Loja de roupas em Arapiraca é proibida de impor práticas religiosas aos funcionários
MPT garante direito à liberdade de crença para trabalhadores da empresa
Uma decisão da Justiça do Trabalho proibiu uma empresa do ramo de vestuário e acessórios, em Arapiraca, de impor práticas religiosas aos funcionários.

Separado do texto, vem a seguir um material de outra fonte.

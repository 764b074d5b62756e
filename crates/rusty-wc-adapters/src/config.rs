use std::path::PathBuf;
use std::str::FromStr;

use rusty_wc_core::{Account, BacklogOrder, BrokerConfig, EmptySessionPolicy};
use tracing::warn;

#[derive(Debug, Clone)]
pub struct BrokerAdapterConfig {
    /// `None` keeps sessions in memory only.
    pub store_path: Option<PathBuf>,
    pub accounts: Vec<Account>,
    pub allow_eth_sign: bool,
    pub backlog_order: BacklogOrder,
    pub empty_session_policy: EmptySessionPolicy,
    pub proposal_timeout_ms: Option<u64>,
    pub maintenance_interval_ms: u64,
    pub responded_history_limit: usize,
}

impl Default for BrokerAdapterConfig {
    fn default() -> Self {
        Self {
            store_path: None,
            accounts: Vec::new(),
            allow_eth_sign: false,
            backlog_order: BacklogOrder::Lifo,
            empty_session_policy: EmptySessionPolicy::KeepSession,
            proposal_timeout_ms: None,
            maintenance_interval_ms: 30_000,
            responded_history_limit: 1_024,
        }
    }
}

impl BrokerAdapterConfig {
    pub const STORE_PATH: &'static str = "RUSTY_WC_STORE_PATH";
    pub const ACCOUNTS: &'static str = "RUSTY_WC_ACCOUNTS";
    pub const ALLOW_ETH_SIGN: &'static str = "RUSTY_WC_ALLOW_ETH_SIGN";
    pub const BACKLOG_ORDER: &'static str = "RUSTY_WC_BACKLOG_ORDER";
    pub const EMPTY_SESSION_POLICY: &'static str = "RUSTY_WC_EMPTY_SESSION_POLICY";
    pub const PROPOSAL_TIMEOUT_MS: &'static str = "RUSTY_WC_PROPOSAL_TIMEOUT_MS";
    pub const MAINTENANCE_INTERVAL_MS: &'static str = "RUSTY_WC_MAINTENANCE_INTERVAL_MS";

    pub fn from_env() -> Self {
        Self::from_lookup(|key| std::env::var(key).ok())
    }

    /// Builds the config from any key/value source. Values that do not
    /// parse keep their default and are logged.
    pub fn from_lookup<F>(lookup: F) -> Self
    where
        F: Fn(&str) -> Option<String>,
    {
        let mut cfg = Self::default();
        let get = |key: &str| {
            lookup(key)
                .map(|v| v.trim().to_owned())
                .filter(|v| !v.is_empty())
        };

        if let Some(path) = get(Self::STORE_PATH) {
            cfg.store_path = Some(PathBuf::from(path));
        }
        if let Some(raw) = get(Self::ACCOUNTS) {
            cfg.accounts = parse_accounts(&raw);
        }
        if let Some(raw) = get(Self::ALLOW_ETH_SIGN) {
            match parse_bool(&raw) {
                Some(v) => cfg.allow_eth_sign = v,
                None => invalid(Self::ALLOW_ETH_SIGN, &raw),
            }
        }
        if let Some(raw) = get(Self::BACKLOG_ORDER) {
            match raw.to_ascii_lowercase().as_str() {
                "lifo" => cfg.backlog_order = BacklogOrder::Lifo,
                "fifo" => cfg.backlog_order = BacklogOrder::Fifo,
                _ => invalid(Self::BACKLOG_ORDER, &raw),
            }
        }
        if let Some(raw) = get(Self::EMPTY_SESSION_POLICY) {
            match raw.to_ascii_lowercase().replace('-', "_").as_str() {
                "keep" | "keep_session" => {
                    cfg.empty_session_policy = EmptySessionPolicy::KeepSession
                }
                "disconnect" => cfg.empty_session_policy = EmptySessionPolicy::Disconnect,
                _ => invalid(Self::EMPTY_SESSION_POLICY, &raw),
            }
        }
        if let Some(raw) = get(Self::PROPOSAL_TIMEOUT_MS) {
            match parse_num::<u64>(Self::PROPOSAL_TIMEOUT_MS, &raw) {
                Some(0) => cfg.proposal_timeout_ms = None,
                Some(ms) => cfg.proposal_timeout_ms = Some(ms),
                None => {}
            }
        }
        if let Some(raw) = get(Self::MAINTENANCE_INTERVAL_MS) {
            if let Some(ms) = parse_num::<u64>(Self::MAINTENANCE_INTERVAL_MS, &raw) {
                if ms > 0 {
                    cfg.maintenance_interval_ms = ms;
                } else {
                    invalid(Self::MAINTENANCE_INTERVAL_MS, &raw);
                }
            }
        }
        cfg
    }

    pub fn broker_config(&self) -> BrokerConfig {
        BrokerConfig {
            backlog_order: self.backlog_order,
            empty_session_policy: self.empty_session_policy,
            proposal_decision_timeout_ms: self.proposal_timeout_ms,
            responded_history_limit: self.responded_history_limit,
        }
    }
}

fn invalid(key: &str, raw: &str) {
    warn!(key, value = raw, "ignoring invalid config value; using default");
}

fn parse_bool(raw: &str) -> Option<bool> {
    match raw.to_ascii_lowercase().as_str() {
        "1" | "true" | "yes" | "on" => Some(true),
        "0" | "false" | "no" | "off" => Some(false),
        _ => None,
    }
}

fn parse_num<T: FromStr>(key: &str, raw: &str) -> Option<T> {
    let parsed = raw.parse::<T>().ok();
    if parsed.is_none() {
        invalid(key, raw);
    }
    parsed
}

fn parse_accounts(raw: &str) -> Vec<Account> {
    let mut out: Vec<Account> = Vec::new();
    for entry in raw.split(',').map(str::trim).filter(|e| !e.is_empty()) {
        match entry.parse::<Account>() {
            Ok(account) if !out.contains(&account) => out.push(account),
            Ok(_) => {}
            Err(e) => warn!(account = entry, error = %e, "skipping invalid account"),
        }
    }
    out
}

#[cfg(test)]
mod tests {
    use std::collections::HashMap;

    use super::*;

    fn from_pairs(pairs: &[(&str, &str)]) -> BrokerAdapterConfig {
        let map: HashMap<String, String> = pairs
            .iter()
            .map(|(k, v)| ((*k).to_owned(), (*v).to_owned()))
            .collect();
        BrokerAdapterConfig::from_lookup(|k| map.get(k).cloned())
    }

    #[test]
    fn empty_environment_is_default() {
        let cfg = from_pairs(&[]);
        assert_eq!(cfg.broker_config(), BrokerConfig::default());
        assert!(cfg.store_path.is_none());
        assert!(!cfg.allow_eth_sign);
    }

    #[test]
    fn parses_all_keys() {
        let cfg = from_pairs(&[
            (BrokerAdapterConfig::STORE_PATH, "/tmp/wc.json"),
            (
                BrokerAdapterConfig::ACCOUNTS,
                "eip155:1:0x1000000000000000000000000000000000000001, eip155:137:0x1000000000000000000000000000000000000001",
            ),
            (BrokerAdapterConfig::ALLOW_ETH_SIGN, "true"),
            (BrokerAdapterConfig::BACKLOG_ORDER, "FIFO"),
            (BrokerAdapterConfig::EMPTY_SESSION_POLICY, "disconnect"),
            (BrokerAdapterConfig::PROPOSAL_TIMEOUT_MS, "60000"),
            (BrokerAdapterConfig::MAINTENANCE_INTERVAL_MS, "5000"),
        ]);
        assert_eq!(cfg.store_path, Some(PathBuf::from("/tmp/wc.json")));
        assert_eq!(cfg.accounts.len(), 2);
        assert!(cfg.allow_eth_sign);
        assert_eq!(cfg.backlog_order, BacklogOrder::Fifo);
        assert_eq!(cfg.empty_session_policy, EmptySessionPolicy::Disconnect);
        assert_eq!(cfg.proposal_timeout_ms, Some(60_000));
        assert_eq!(cfg.maintenance_interval_ms, 5_000);
    }

    #[test]
    fn invalid_values_fall_back_to_defaults() {
        let cfg = from_pairs(&[
            (BrokerAdapterConfig::ACCOUNTS, "eip155:1:nope,eip155:1:0x1000000000000000000000000000000000000001"),
            (BrokerAdapterConfig::ALLOW_ETH_SIGN, "maybe"),
            (BrokerAdapterConfig::BACKLOG_ORDER, "random"),
            (BrokerAdapterConfig::PROPOSAL_TIMEOUT_MS, "soon"),
            (BrokerAdapterConfig::MAINTENANCE_INTERVAL_MS, "0"),
        ]);
        assert_eq!(cfg.accounts.len(), 1);
        assert!(!cfg.allow_eth_sign);
        assert_eq!(cfg.backlog_order, BacklogOrder::Lifo);
        assert_eq!(cfg.proposal_timeout_ms, None);
        assert_eq!(cfg.maintenance_interval_ms, 30_000);
    }
}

A medida atende a uma Ação Civil Pública (ACP) ajuizada pelo Ministério Público do Trabalho e prevê multa diária de R$ 5 mil em caso de descumprimento, limitada a R$ 150 mil.
A ação foi proposta pelo procurador do Trabalho Luiz Felipe dos Anjos após denúncia sigilosa apontar que uma trabalhadora teria sido demitida por se recusar a participar de práticas religiosas promovidas pela empresa.
Segundo o MPT/AL, o objetivo foi coibir situações de assédio religioso no ambiente de trabalho, como tentativas de conversão de empregados e a exigência de participação em ritos específicos.
Na decisão, a Justiça determinou que o empregador está proibido de adotar qualquer conduta que constranja a liberdade de consciência dos trabalhadores ou condicione a permanência no emprego à adesão a determinada crença.
O caso foi julgado pelo juiz titular da 1ª Vara do Trabalho de Arapiraca, Fernando Falcão. Para o Ministério Público do Trabalho, a sentença reforça princípios constitucionais como a liberdade de crença e a proibição de discriminação no ambiente laboral.